Und auch für die 22-jährige Melissa Minh aus Lünen hatte Sylvie einen Tipp: "Übe an deiner Mimik! Das Insta-Duckface ist over!" Autsch. Zuvor war die angehende Architekturstudentin fast in Ohnmacht gefallen, als Sylvie nach ihrem Instagram-Account gefragt hatte und ihr gefolgt war.
Sarah, die Falsche-Wimpern-Klimperin, kassierte schliesslich doch noch einen Tadel für ihre auffällige Lidverstärkung. "Versteck dich nicht vor uns!" Die selbstbewusste Sarah fand ihre sexy Piratinnen-Performance hingegen super: "Also, ich würde mir von einer Skala von eins bis zehn eine glatte elf geben."
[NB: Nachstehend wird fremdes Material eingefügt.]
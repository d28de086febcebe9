//! `/workspace` route handlers.
//!
//! Lifecycle failures map onto status codes (traversal 400, missing 404,
//! collision 409, external failure 500) with a `{"detail": ...}` body. The
//! code-action route is different by contract: fragment failures never fault
//! the HTTP call, they come back encoded in the execution result.
//!
//! Clones, archives, and fragment execution all block, so every handler hops
//! onto the blocking pool.

use std::sync::Arc;
use std::time::Duration;

use axum::extract::{Path, State};
use axum::http::StatusCode;
use axum::response::{IntoResponse, Response};
use axum::routing::{delete, get, post};
use axum::{Json, Router};
use serde_json::json;
use tracing::info;

use agent_exec::{run_code, ExecutionResult, RunSettings, WorkspaceError, WorkspaceManager};

use crate::models::{
    CreateWorkspaceRequest, RestoreRequest, RunCodeRequest, SnapshotRequest, SnapshotResponse,
    WorkspaceResponse,
};

#[derive(Clone)]
pub struct AppState {
    pub manager: Arc<WorkspaceManager>,
}

pub fn router(state: AppState) -> Router {
    Router::new()
        .route("/workspace/create", post(handle_create))
        .route("/workspace/snapshot", post(handle_snapshot))
        .route("/workspace/restore", post(handle_restore))
        .route("/workspace/run_code", post(handle_run_code))
        .route("/workspace/health", get(handle_health))
        .route("/workspace/{workspace_ref}", delete(handle_delete))
        .with_state(state)
}

pub struct ApiError {
    status: StatusCode,
    detail: String,
}

impl ApiError {
    fn internal(detail: impl Into<String>) -> Self {
        Self {
            status: StatusCode::INTERNAL_SERVER_ERROR,
            detail: detail.into(),
        }
    }
}

impl IntoResponse for ApiError {
    fn into_response(self) -> Response {
        (self.status, Json(json!({ "detail": self.detail }))).into_response()
    }
}

impl From<WorkspaceError> for ApiError {
    fn from(err: WorkspaceError) -> Self {
        let status = match &err {
            WorkspaceError::Traversal { .. } => StatusCode::BAD_REQUEST,
            WorkspaceError::WorkspaceNotFound { .. } | WorkspaceError::SnapshotNotFound { .. } => {
                StatusCode::NOT_FOUND
            }
            WorkspaceError::Exists { .. } => StatusCode::CONFLICT,
            WorkspaceError::CloneFailed { .. }
            | WorkspaceError::ArchiveFailed { .. }
            | WorkspaceError::Io(_) => StatusCode::INTERNAL_SERVER_ERROR,
        };
        ApiError {
            status,
            detail: err.to_string(),
        }
    }
}

/// Run a blocking closure on the blocking pool, folding a lost worker into a
/// 500 rather than a panic.
async fn blocking<T, F>(f: F) -> Result<Result<T, WorkspaceError>, ApiError>
where
    T: Send + 'static,
    F: FnOnce() -> Result<T, WorkspaceError> + Send + 'static,
{
    tokio::task::spawn_blocking(f)
        .await
        .map_err(|e| ApiError::internal(format!("worker task failed: {e}")))
}

async fn handle_create(
    State(state): State<AppState>,
    Json(req): Json<CreateWorkspaceRequest>,
) -> Result<Json<WorkspaceResponse>, ApiError> {
    let manager = Arc::clone(&state.manager);
    let reference = req.workspace_ref.clone();
    let message = format!("Cloned {} @ {}", req.repo_url, req.git_ref);

    blocking(move || manager.create(&req.workspace_ref, &req.repo_url, &req.git_ref)).await??;

    Ok(Json(WorkspaceResponse {
        workspace_ref: reference,
        success: true,
        message,
    }))
}

async fn handle_snapshot(
    State(state): State<AppState>,
    Json(req): Json<SnapshotRequest>,
) -> Result<Json<SnapshotResponse>, ApiError> {
    let manager = Arc::clone(&state.manager);
    let reference = req.workspace_ref.clone();

    let (snapshot_key, size_bytes) =
        blocking(move || manager.snapshot(&req.workspace_ref)).await??;

    Ok(Json(SnapshotResponse {
        workspace_ref: reference,
        snapshot_key,
        size_bytes,
    }))
}

async fn handle_restore(
    State(state): State<AppState>,
    Json(req): Json<RestoreRequest>,
) -> Result<Json<WorkspaceResponse>, ApiError> {
    let manager = Arc::clone(&state.manager);
    let reference = req.workspace_ref.clone();
    let message = format!("Restored from snapshot '{}'", req.snapshot_key);

    blocking(move || manager.restore(&req.workspace_ref, &req.snapshot_key)).await??;

    Ok(Json(WorkspaceResponse {
        workspace_ref: reference,
        success: true,
        message,
    }))
}

async fn handle_delete(
    State(state): State<AppState>,
    Path(workspace_ref): Path<String>,
) -> Result<Json<WorkspaceResponse>, ApiError> {
    let manager = Arc::clone(&state.manager);
    let reference = workspace_ref.clone();

    blocking(move || manager.delete(&workspace_ref)).await??;

    Ok(Json(WorkspaceResponse {
        workspace_ref: reference,
        success: true,
        message: "Workspace deleted.".to_string(),
    }))
}

/// Execute a code action. The workspace directory is created on demand as a
/// convenience for local testing; in production the orchestrator always
/// calls `/create` first.
///
/// This route never faults the HTTP call: a workspace ref that cannot be
/// resolved (traversal, I/O failure) comes back encoded in the execution
/// result like any other failure, so the agent can read it and correct
/// itself on the next turn.
async fn handle_run_code(
    State(state): State<AppState>,
    Json(req): Json<RunCodeRequest>,
) -> Result<Json<ExecutionResult>, ApiError> {
    let manager = Arc::clone(&state.manager);
    let settings = RunSettings {
        timeout: Duration::from_secs(req.timeout_sec),
        ..RunSettings::default()
    };

    info!(workspace = %req.workspace_ref, timeout_sec = req.timeout_sec, "code action received");

    let result = tokio::task::spawn_blocking(move || {
        match manager.ensure_workspace_dir(&req.workspace_ref) {
            Ok(workspace_dir) => run_code(&req.code, &workspace_dir, settings),
            Err(e) => ExecutionResult {
                exit_code: 1,
                stdout: String::new(),
                stderr: format!("workspace '{}' is unavailable: {e}", req.workspace_ref),
                elapsed_sec: 0.0,
                error_type: None,
            },
        }
    })
    .await
    .map_err(|e| ApiError::internal(format!("worker task failed: {e}")))?;

    Ok(Json(result))
}

async fn handle_health() -> Json<serde_json::Value> {
    Json(json!({ "status": "ok" }))
}
//! One code action, end to end: static validation, sandboxed execution on a
//! background worker, bounded wait, structured result.
//!
//! The runner never returns an error to its caller; every failure mode is
//! encoded in the [`ExecutionResult`]. Elapsed time comes from a monotonic
//! clock.

use std::path::Path;
use std::sync::mpsc;
use std::time::{Duration, Instant};

use tracing::debug;

use crate::output::OutputBuffer;
use crate::pool::{InterpreterPool, WorkItem};
use crate::timeout::run_with_timeout;
use crate::types::{ErrorKind, ExecutionResult, RunSettings};
use crate::validator::{self, ValidationError};
use crate::vm::{build_interpreter, run_code_in_vm, VmFailure, VmRunResult};

/// How long to wait for a warm pool slot before paying for a fresh
/// interpreter instead.
const POOL_CHECKOUT_TIMEOUT: Duration = Duration::from_secs(30);

/// Execute one code action against a workspace.
///
/// The sequence is: validate imports statically, then run the fragment in a
/// restricted interpreter on a background worker while this thread supervises
/// the wall-clock budget. On expiry the worker is abandoned (see
/// `timeout.rs`) and the partial output captured so far is returned with
/// [`ErrorKind::Timeout`].
pub fn run_code(code: &str, workspace_dir: &Path, settings: RunSettings) -> ExecutionResult {
    let start = Instant::now();

    if let Err(e) = validator::validate_imports(code) {
        let kind = match &e {
            ValidationError::Syntax(_) => ErrorKind::SyntaxError,
            ValidationError::ForbiddenImport { .. } => ErrorKind::PolicyViolation,
        };
        debug!(error = %e, "code action rejected statically");
        return ExecutionResult {
            exit_code: 1,
            stdout: String::new(),
            stderr: e.to_string(),
            elapsed_sec: round_elapsed(start.elapsed().as_secs_f64()),
            error_type: Some(kind),
        };
    }

    let output = OutputBuffer::new(settings.max_output_bytes);
    let (response_tx, response_rx) = mpsc::sync_channel::<VmRunResult>(1);

    let work = WorkItem {
        code: code.to_string(),
        workspace_dir: workspace_dir.to_path_buf(),
        output: output.clone(),
        response: response_tx,
    };

    let vm_result: Option<VmRunResult> =
        if InterpreterPool::global().dispatch_work(work, POOL_CHECKOUT_TIMEOUT) {
            // Warm path: a slot owns the work; supervise the budget from here.
            // A disconnect (slot died) is indistinguishable from a hang for
            // the caller and is reported as a timeout too.
            response_rx.recv_timeout(settings.timeout).ok()
        } else {
            // Every slot is busy or stranded: fall back to a throwaway
            // interpreter on a fresh worker thread.
            debug!("interpreter pool exhausted, falling back to fresh interpreter");
            let code_owned = code.to_string();
            let workspace = workspace_dir.to_path_buf();
            let worker_output = output.clone();
            run_with_timeout(
                move || {
                    let interp = build_interpreter();
                    run_code_in_vm(&interp, &code_owned, &workspace, worker_output)
                },
                settings.timeout,
            )
        };

    let elapsed_sec = round_elapsed(start.elapsed().as_secs_f64());
    let (stdout, mut stderr) = output.into_strings();

    match vm_result {
        Some(VmRunResult { error: None }) => ExecutionResult {
            exit_code: 0,
            stdout,
            stderr,
            elapsed_sec,
            error_type: None,
        },
        Some(VmRunResult {
            error: Some(VmFailure::Syntax { message }),
        }) => {
            stderr.push_str(&message);
            ExecutionResult {
                exit_code: 1,
                stdout,
                stderr,
                elapsed_sec,
                error_type: Some(ErrorKind::SyntaxError),
            }
        }
        Some(VmRunResult {
            error: Some(VmFailure::Exception { traceback }),
        }) => {
            stderr.push_str(&traceback);
            ExecutionResult {
                exit_code: 1,
                stdout,
                stderr,
                elapsed_sec,
                error_type: None,
            }
        }
        None => {
            stderr.push_str(&format!(
                "Execution timed out after {} seconds.\n",
                settings.timeout.as_secs()
            ));
            ExecutionResult {
                exit_code: 1,
                stdout,
                stderr,
                elapsed_sec,
                error_type: Some(ErrorKind::Timeout),
            }
        }
    }
}

fn round_elapsed(seconds: f64) -> f64 {
    (seconds * 1000.0).round() / 1000.0
}

#[cfg(test)]
mod tests {
    use super::*;

    // The static-rejection paths return before any interpreter is built, so
    // these run fast and unconditionally.

    #[test]
    fn test_policy_violation_is_immediate() {
        let dir = tempfile::TempDir::new().unwrap();
        let result = run_code("import socket", dir.path(), RunSettings::default());
        assert_eq!(result.exit_code, 1);
        assert_eq!(result.error_type, Some(ErrorKind::PolicyViolation));
        assert_eq!(result.stdout, "");
        assert!(result.stderr.contains("socket"));
        assert!(result.stderr.contains("not allowed"));
    }

    #[test]
    fn test_syntax_error_is_immediate() {
        let dir = tempfile::TempDir::new().unwrap();
        let result = run_code("def f(:", dir.path(), RunSettings::default());
        assert_eq!(result.exit_code, 1);
        assert_eq!(result.error_type, Some(ErrorKind::SyntaxError));
        assert!(result.stderr.starts_with("SyntaxError:"));
    }

    #[test]
    fn test_elapsed_is_rounded_to_millis() {
        assert_eq!(round_elapsed(1.23456), 1.235);
        assert_eq!(round_elapsed(0.0004), 0.0);
    }
}
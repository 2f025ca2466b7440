use softbuffer::Surface;
use std::num::NonZeroU32;
use std::sync::Arc;
use std::time::{Duration, Instant};
use winit::application::ApplicationHandler;
use winit::dpi::{LogicalSize, PhysicalPosition, PhysicalSize};
use winit::event::{ElementState, MouseButton, MouseScrollDelta, WindowEvent};
use winit::event_loop::{ActiveEventLoop, ControlFlow};
use winit::window::{Window, WindowId};

use crate::error::GalleryError;
use crate::loader::{lock, UserEvent};
use crate::ui::render::Canvas;
use crate::ui::state::{PageCommand, PageState};

pub mod layout;
pub mod render;
pub mod state;

const FRAME: Duration = Duration::from_millis(16);

// ---------------------------------------------------------------------------
// Application handler (winit 0.30 style)
// ---------------------------------------------------------------------------

pub struct App {
    pub state: PageState,
    pub window: Option<Arc<Window>>,
    pub context: Option<softbuffer::Context<Arc<Window>>>,
    pub surface: Option<Surface<Arc<Window>, Arc<Window>>>,
    pub next_redraw: Option<Instant>,
}

impl App {
    pub fn new(state: PageState) -> Self {
        Self {
            state,
            window: None,
            context: None,
            surface: None,
            next_redraw: None,
        }
    }

    fn request_redraw(&self) {
        if let Some(ref window) = self.window {
            window.request_redraw();
        }
    }

    fn apply(&self, event_loop: &ActiveEventLoop, command: PageCommand) {
        match command {
            PageCommand::Quit => event_loop.exit(),
            PageCommand::Redraw => self.request_redraw(),
            PageCommand::Nothing => {}
        }
    }

    fn create_window(&mut self, event_loop: &ActiveEventLoop) -> Result<(), GalleryError> {
        let attrs = Window::default_attributes()
            .with_title("Gallery")
            .with_inner_size(LogicalSize::new(1280u32, 720u32));
        let window = Arc::new(event_loop.create_window(attrs)?);
        let context = softbuffer::Context::new(Arc::clone(&window))?;
        let surface = Surface::new(&context, Arc::clone(&window))?;

        let size = window.inner_size();
        self.state.set_viewport(size.width, size.height);
        window.request_redraw();
        self.window = Some(window);
        self.context = Some(context);
        self.surface = Some(surface);
        Ok(())
    }

    fn redraw(&mut self) {
        let (Some(window), Some(surface)) = (self.window.as_ref(), self.surface.as_mut()) else {
            return;
        };
        let size = window.inner_size();
        let (Some(w), Some(h)) = (NonZeroU32::new(size.width), NonZeroU32::new(size.height)) else {
            return;
        };
        if let Err(e) = surface.resize(w, h) {
            log::error!("Failed to resize surface: {}", e);
            return;
        }
        let now = Instant::now();
        match surface.buffer_mut() {
            Ok(mut buffer) => {
                let mut canvas = Canvas::new(&mut buffer, w.get(), h.get());
                self.state.render(&mut canvas, now);
                if let Err(e) = buffer.present() {
                    log::error!("Failed to present frame: {}", e);
                }
            }
            Err(e) => log::error!("Failed to get frame buffer: {}", e),
        }

        self.next_redraw = self.state.is_animating(now).then(|| now + FRAME);
    }
}

impl ApplicationHandler<UserEvent> for App {
    fn resumed(&mut self, event_loop: &ActiveEventLoop) {
        if self.window.is_some() {
            return;
        }
        if let Err(e) = self.create_window(event_loop) {
            log::error!("{}", e);
            event_loop.exit();
        }
    }

    fn user_event(&mut self, _event_loop: &ActiveEventLoop, event: UserEvent) {
        match event {
            UserEvent::ImageReady(idx) => {
                if self.state.document().displayed == Some(idx) && self.state.lightbox.is_open() {
                    self.request_redraw();
                }
            }
            UserEvent::ThumbnailReady(idx) => {
                let on_screen = self.state.grid().visible(self.state.scroll).contains(&idx);
                let in_modal = self.state.document().displayed == Some(idx);
                if on_screen || in_modal {
                    self.request_redraw();
                }
            }
        }
    }

    fn window_event(
        &mut self,
        event_loop: &ActiveEventLoop,
        _window_id: WindowId,
        event: WindowEvent,
    ) {
        match event {
            WindowEvent::CloseRequested => {
                event_loop.exit();
            }

            WindowEvent::Resized(PhysicalSize { width, height }) => {
                self.state.set_viewport(width, height);
                self.request_redraw();
            }

            WindowEvent::KeyboardInput { event, .. } => {
                if event.state == ElementState::Pressed {
                    let command = self.state.handle_key(&event.logical_key);
                    self.apply(event_loop, command);
                }
            }

            WindowEvent::MouseInput {
                state: ElementState::Pressed,
                button: MouseButton::Left,
                ..
            } => {
                let (x, y) = self.state.mouse_pos;
                let command = self.state.handle_click(x as f32, y as f32);
                self.apply(event_loop, command);
            }

            WindowEvent::CursorMoved {
                position: PhysicalPosition { x, y },
                ..
            } => {
                self.state.mouse_pos = (x, y);
            }

            WindowEvent::MouseWheel { delta, .. } => {
                let lines = match delta {
                    MouseScrollDelta::LineDelta(_, y) => y,
                    MouseScrollDelta::PixelDelta(PhysicalPosition { y, .. }) => y as f32 / 40.0,
                };
                let command = self.state.handle_wheel(lines);
                self.apply(event_loop, command);
            }

            WindowEvent::RedrawRequested => {
                self.redraw();
            }

            _ => {}
        }
    }

    fn about_to_wait(&mut self, event_loop: &ActiveEventLoop) {
        if let Some(when) = self.next_redraw {
            if Instant::now() >= when {
                self.next_redraw = None;
                self.request_redraw();
            } else {
                event_loop.set_control_flow(ControlFlow::WaitUntil(when));
            }
        } else {
            event_loop.set_control_flow(ControlFlow::Wait);
        }
    }

    fn exiting(&mut self, _event_loop: &ActiveEventLoop) {
        let mut cache = lock(&self.state.shared);
        cache.shutdown = true;
        self.state.shared.1.notify_all();
        log::debug!("Shutting down decode workers");
    }
}
//! Host-agnostic image lightbox.
//!
//! [`LightboxState`] holds the index arithmetic and open/closed phase,
//! [`route`] is the one table mapping pointer and key input to actions, and
//! [`LightboxController`] ties them to a host through [`ModalSurface`].

pub mod collection;
pub mod controller;
pub mod input;
pub mod state;
pub mod surface;

pub use collection::{GalleryImage, ImageCollection};
pub use controller::LightboxController;
pub use input::{route, Action, Input, JumpTarget, LightboxKey, PointerTarget};
pub use state::{LightboxState, Phase, Transition};
pub use surface::{Controls, ModalSurface};
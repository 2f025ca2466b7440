use rayon::prelude::*;
use std::fs;
use std::io::{self, BufRead, BufReader};
use std::path::{Path, PathBuf};
use std::time::Instant;

use crate::error::GalleryError;
use crate::lightbox::{GalleryImage, ImageCollection};

const IMAGE_EXTENSIONS: &[&str] = &[
    "jpg", "jpeg", "png", "gif", "bmp", "tga", "tiff", "tif", "webp", "ico", "pnm", "pbm",
    "pgm", "ppm", "pam", "qoi",
];

pub fn is_image_file(path: &Path) -> bool {
    path.extension()
        .and_then(|e| e.to_str())
        .map(|e| IMAGE_EXTENSIONS.contains(&e.to_lowercase().as_str()))
        .unwrap_or(false)
}

/// Where to look for selectable images.
#[derive(Debug, Clone, Default)]
pub struct ScanOptions {
    pub paths: Vec<PathBuf>,
    pub file_list: Option<PathBuf>,
    pub recursive: bool,
    pub follow_links: bool,
}

// ---------------------------------------------------------------------------
// Discovery
// ---------------------------------------------------------------------------

/// Collect image paths: file-list entries first, then explicit paths.
/// Each directory's images are sorted; order across sources is preserved.
pub fn collect_images(opts: &ScanOptions) -> Result<Vec<PathBuf>, GalleryError> {
    let start_time = Instant::now();
    let mut found = Vec::new();

    if let Some(list_path) = &opts.file_list {
        let file = fs::File::open(list_path).map_err(|source| GalleryError::FileList {
            path: list_path.clone(),
            source,
        })?;
        read_file_list(BufReader::new(file), opts.follow_links, &mut found).map_err(
            |source| GalleryError::FileList {
                path: list_path.clone(),
                source,
            },
        )?;
    }

    for path in &opts.paths {
        if !should_process(path, opts.follow_links) {
            continue;
        }
        if path.is_dir() {
            scan_dir(path, opts.recursive, opts.follow_links, &mut found);
        } else if path.is_file() && is_image_file(path) {
            found.push(path.clone());
        } else {
            log::warn!("Skipping {}: not an image file or directory", path.display());
        }
    }

    log::info!(
        "Scan complete in {:.2}s. Found {} images.",
        start_time.elapsed().as_secs_f64(),
        found.len()
    );
    Ok(found)
}

fn should_process(p: &Path, follow_links: bool) -> bool {
    if follow_links {
        return true;
    }
    match fs::symlink_metadata(p) {
        Ok(meta) => !meta.file_type().is_symlink(),
        Err(_) => true,
    }
}

/// One path per line. Tabs and double spaces separate columns; a column that
/// isn't a file is retried split on any whitespace.
fn read_file_list(reader: impl BufRead, follow_links: bool, out: &mut Vec<PathBuf>) -> io::Result<()> {
    let accept = |p: PathBuf, out: &mut Vec<PathBuf>| {
        if should_process(&p, follow_links) && p.is_file() && is_image_file(&p) {
            out.push(p);
        }
    };

    for line in reader.lines() {
        let line = line?;
        for column in line.split('\t').flat_map(|c| c.split("  ")) {
            let trimmed = column.trim();
            if trimmed.is_empty() {
                continue;
            }
            let p = PathBuf::from(trimmed);
            if p.is_file() {
                accept(p, out);
            } else {
                for sub in trimmed.split_whitespace() {
                    accept(PathBuf::from(sub), out);
                }
            }
        }
    }
    Ok(())
}

fn scan_dir(dir: &Path, recursive: bool, follow_links: bool, out: &mut Vec<PathBuf>) {
    let entries = match fs::read_dir(dir) {
        Ok(entries) => entries,
        Err(e) => {
            log::warn!("Cannot read {}: {}", dir.display(), e);
            return;
        }
    };

    let mut files = Vec::new();
    let mut subdirs = Vec::new();
    for entry in entries.filter_map(|e| e.ok()) {
        let Ok(ft) = entry.file_type() else { continue };
        if ft.is_symlink() && !follow_links {
            continue;
        }
        let p = entry.path();
        if p.is_file() && is_image_file(&p) {
            files.push(p);
        } else if recursive && p.is_dir() {
            subdirs.push(p);
        }
    }

    files.sort();
    if !files.is_empty() {
        log::debug!("Scanning {:?}... ({} images)", dir, files.len());
    }
    out.extend(files);

    if recursive {
        subdirs.sort();
        for sub in subdirs {
            scan_dir(&sub, true, follow_links, out);
        }
    }
}

// ---------------------------------------------------------------------------
// Labels
// ---------------------------------------------------------------------------

/// Accessible text for an image: EXIF description if present, else the
/// file stem with separators turned into spaces.
pub fn label_for(path: &Path) -> String {
    exif_description(path).unwrap_or_else(|| label_from_name(path))
}

pub fn label_from_name(path: &Path) -> String {
    let stem = path
        .file_stem()
        .and_then(|s| s.to_str())
        .map(|s| s.replace(['_', '-'], " "))
        .map(|s| s.split_whitespace().collect::<Vec<_>>().join(" "))
        .unwrap_or_default();
    if stem.is_empty() {
        path.file_name()
            .map(|n| n.to_string_lossy().into_owned())
            .unwrap_or_else(|| path.display().to_string())
    } else {
        stem
    }
}

fn exif_description(path: &Path) -> Option<String> {
    let file = fs::File::open(path).ok()?;
    let mut reader = BufReader::new(file);
    let data = match exif::Reader::new().read_from_container(&mut reader) {
        Ok(data) => data,
        Err(e) => {
            log::trace!("No EXIF in {}: {}", path.display(), e);
            return None;
        }
    };
    let field = data.get_field(exif::Tag::ImageDescription, exif::In::PRIMARY)?;
    match &field.value {
        exif::Value::Ascii(parts) => parts
            .iter()
            .map(|raw| String::from_utf8_lossy(raw).trim().to_string())
            .find(|s| !s.is_empty()),
        _ => None,
    }
}

/// Build the session's collection, deriving labels in parallel.
pub fn build_collection(paths: Vec<PathBuf>) -> ImageCollection {
    let images: Vec<GalleryImage> = paths
        .into_par_iter()
        .map(|p| {
            let label = label_for(&p);
            GalleryImage::new(p, label)
        })
        .collect();
    ImageCollection::new(images)
}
Und nach dem Shooting? Gings natürlich in die Modelvilla - wohin auch sonst? Klingt allerdings glamouröser, als es ist. Stockbetten etwa waren nicht so sehr Sarahs Welt. Sie liebt den Luxus, pendelt zwischen vier Wohnsitzen und findet dennoch Muse zum Shoppen. Dieses "Yves Saint Laurent trifft auf Taucherbrille"-Modell bewies das eindrücklich.
In der Modelvilla angekommen, hatten die "Görls" vor allem eines: ordentlich Appetit! Das reiche Buffet quoll über vor gesunden Sachen. Obst und Salate satt. Mirjanas erste Bestandsaufnahme ging hingegen eher ins Tierische: "Das sind alles total bekloppte Hühner hier - ohne Ausnahme."
Am Ende der ersten Folge musste Sylvie zwei weitere "Görls" nach Hause schicken. Bei der einen war der Gesichtsausdruck verkrampft, bei der anderen die Zeit einfach noch nicht reif, als Markenbotschafterin in Sylvies Fussstapfen zu treten. "Ich glaub an Dir", rief sie hingegen ihren acht Auserwählten zu. Fortsetzung folgt in einer Woche.